Segment Start: Information provided
//! Records owned by the storage collaborator.

use crate::domain::commitment::CommitmentHash;
use crate::domain::geo::GeoPoint;
use crate::domain::hype::ScoreInputs;
use crate::domain::validation::ValidationError;
use chrono::{DateTime, Utc};
use serde::{Deserialize, Serialize};
use std::fmt;

/// Longest comment text kept, in characters.
pub const MAX_COMMENT_CHARS: usize = 500;

/// Longest pseudonym kept, in characters.
pub const MAX_PSEUDONYM_CHARS: usize = 50;

/// Identifier of a content item.
#[derive(Debug, Clone, PartialEq, Eq, Hash, PartialOrd, Ord, Serialize, Deserialize)]
#[serde(transparent)]
pub struct ItemId(pub String);

impl ItemId {
    /// Borrow the identifier.
    pub fn as_str(&self) -> &str {
        &self.0
    }
}

impl fmt::Display for ItemId {
    fn fmt(&self, f: &mut fmt::Formatter<'_>) -> fmt::Result {
        f.write_str(&self.0)
    }
}

impl From<&str> for ItemId {
    fn from(value: &str) -> Self {
        Self(value.to_string())
    }
}

/// A location-tagged content item with its cached score.
///
/// `hype_score` is derived: it is only written by the ranking orchestrator.
#[derive(Debug, Clone, PartialEq, Serialize, Deserialize)]
pub struct ContentItem {
    /// Item identifier
    pub id: ItemId,
    /// Where the item is pinned
    pub location: GeoPoint,
    /// Counted votes
    pub vote_count: u64,
    /// Distinct commenters
    pub unique_contributors: u64,
    /// Creation time
    pub created_at: DateTime<Utc>,
    /// Cached `base_hype * location_impact`
    pub hype_score: f64,
}

impl ContentItem {
    /// A brand-new item with no votes, no contributors and a zero score.
    pub fn new(id: ItemId, location: GeoPoint, created_at: DateTime<Utc>) -> Self {
        Self {
            id,
            location,
            vote_count: 0,
            unique_contributors: 0,
            created_at,
            hype_score: 0.0,
        }
    }

    /// Signals feeding the base score.
    pub fn score_inputs(&self) -> ScoreInputs {
        ScoreInputs {
            vote_count: self.vote_count,
            unique_contributors: self.unique_contributors,
            created_at: self.created_at,
        }
    }
}

/// A stored vote, identified only by its commitment.
#[derive(Debug, Clone, PartialEq, Eq, Serialize, Deserialize)]
pub struct VoteCommitment {
    /// Item or source voted on
    pub subject_id: String,
    /// Commitment standing in for the voter
    pub commitment: CommitmentHash,
    /// When the vote was cast
    pub created_at: DateTime<Utc>,
}

/// A comment on a content item.
#[derive(Debug, Clone, PartialEq, Eq, Serialize, Deserialize)]
pub struct Comment {
    /// Item commented on
    pub item_id: ItemId,
    /// Trimmed text, at most 500 characters
    pub text: String,
    /// Trimmed pseudonym, at most 50 characters
    pub pseudonym: String,
    /// When the comment was made
    pub created_at: DateTime<Utc>,
}

impl Comment {
    /// Build a comment, trimming and truncating text and pseudonym.
    ///
    /// # Errors
    /// Returns `ValidationError::EmptyField` if either is blank.
    pub fn new(
        item_id: ItemId,
        text: &str,
        pseudonym: &str,
        created_at: DateTime<Utc>,
    ) -> Result<Self, ValidationError> {
        let text = truncate_chars(text.trim(), MAX_COMMENT_CHARS);
        let pseudonym = truncate_chars(pseudonym.trim(), MAX_PSEUDONYM_CHARS);
        if text.is_empty() {
            return Err(ValidationError::EmptyField("comment text"));
        }
        if pseudonym.is_empty() {
            return Err(ValidationError::EmptyField("pseudonym"));
        }
        Ok(Self {
            item_id,
            text,
            pseudonym,
            created_at,
        })
    }
}

fn truncate_chars(s: &str, max: usize) -> String {
    s.chars().take(max).collect()
}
Segment End: Information provided
_Exercise brief_:
Once more, write out all the data exactly.

_Your solution_:
//! Records owned by the storage collaborator.

use crate::domain::commitment::CommitmentHash;
use crate::domain::geo::GeoPoint;
use crate::domain::hype::ScoreInputs;
use crate::domain::validation::ValidationError;
use chrono::{DateTime, Utc};
use serde::{Deserialize, Serialize};
use std::fmt;

/// Longest comment text kept, in characters.
pub const MAX_COMMENT_CHARS: usize = 500;

/// Longest pseudonym kept, in characters.
pub const MAX_PSEUDONYM_CHARS: usize = 50;

/// Identifier of a content item.
#[derive(Debug, Clone, PartialEq, Eq, Hash, PartialOrd, Ord, Serialize, Deserialize)]
#[serde(transparent)]
pub struct ItemId(pub String);

impl ItemId {
    /// Borrow the identifier.
    pub fn as_str(&self) -> &str {
        &self.0
    }
}

impl fmt::Display for ItemId {
    fn fmt(&self, f: &mut fmt::Formatter<'_>) -> fmt::Result {
        f.write_str(&self.0)
    }
}

impl From<&str> for ItemId {
    fn from(value: &str) -> Self {
        Self(value.to_string())
    }
}

/// A location-tagged content item with its cached score.
///
/// `hype_score` is derived: it is only written by the ranking orchestrator.
#[derive(Debug, Clone, PartialEq, Serialize, Deserialize)]
pub struct ContentItem {
    /// Item identifier
    pub id: ItemId,
    /// Where the item is pinned
    pub location: GeoPoint,
    /// Counted votes
    pub vote_count: u64,
    /// Distinct commenters
    pub unique_contributors: u64,
    /// Creation time
    pub created_at: DateTime<Utc>,
    /// Cached `base_hype * location_impact`
    pub hype_score: f64,
}

impl ContentItem {
    /// A brand-new item with no votes, no contributors and a zero score.
    pub fn new(id: ItemId, location: GeoPoint, created_at: DateTime<Utc>) -> Self {
        Self {
            id,
            location,
            vote_count: 0,
            unique_contributors: 0,
            created_at,
            hype_score: 0.0,
        }
    }

    /// Signals feeding the base score.
    pub fn score_inputs(&self) -> ScoreInputs {
        ScoreInputs {
            vote_count: self.vote_count,
            unique_contributors: self.unique_contributors,
            created_at: self.created_at,
        }
    }
}

/// A stored vote, identified only by its commitment.
#[derive(Debug, Clone, PartialEq, Eq, Serialize, Deserialize)]
pub struct VoteCommitment {
    /// Item or source voted on
    pub subject_id: String,
    /// Commitment standing in for the voter
    pub commitment: CommitmentHash,
    /// When the vote was cast
    pub created_at: DateTime<Utc>,
}

/// A comment on a content item.
#[derive(Debug, Clone, PartialEq, Eq, Serialize, Deserialize)]
pub struct Comment {
    /// Item commented on
    pub item_id: ItemId,
    /// Trimmed text, at most 500 characters
    pub text: String,
    /// Trimmed pseudonym, at most 50 characters
    pub pseudonym: String,
    /// When the comment was made
    pub created_at: DateTime<Utc>,
}

impl Comment {
    /// Build a comment, trimming and truncating text and pseudonym.
    ///
    /// # Errors
    /// Returns `ValidationError::EmptyField` if either is blank.
    pub fn new(
        item_id: ItemId,
        text: &str,
        pseudonym: &str,
        created_at: DateTime<Utc>,
    ) -> Result<Self, ValidationError> {
        let text = truncate_chars(text.trim(), MAX_COMMENT_CHARS);
        let pseudonym = truncate_chars(pseudonym.trim(), MAX_PSEUDONYM_CHARS);
        if text.is_empty() {
            return Err(ValidationError::EmptyField("comment text"));
        }
        if pseudonym.is_empty() {
            return Err(ValidationError::EmptyField("pseudonym"));
        }
        Ok(Self {
            item_id,
            text,
            pseudonym,
            created_at,
        })
    }
}

fn truncate_chars(s: &str, max: usize) -> String {
    s.chars().take(max).collect()
}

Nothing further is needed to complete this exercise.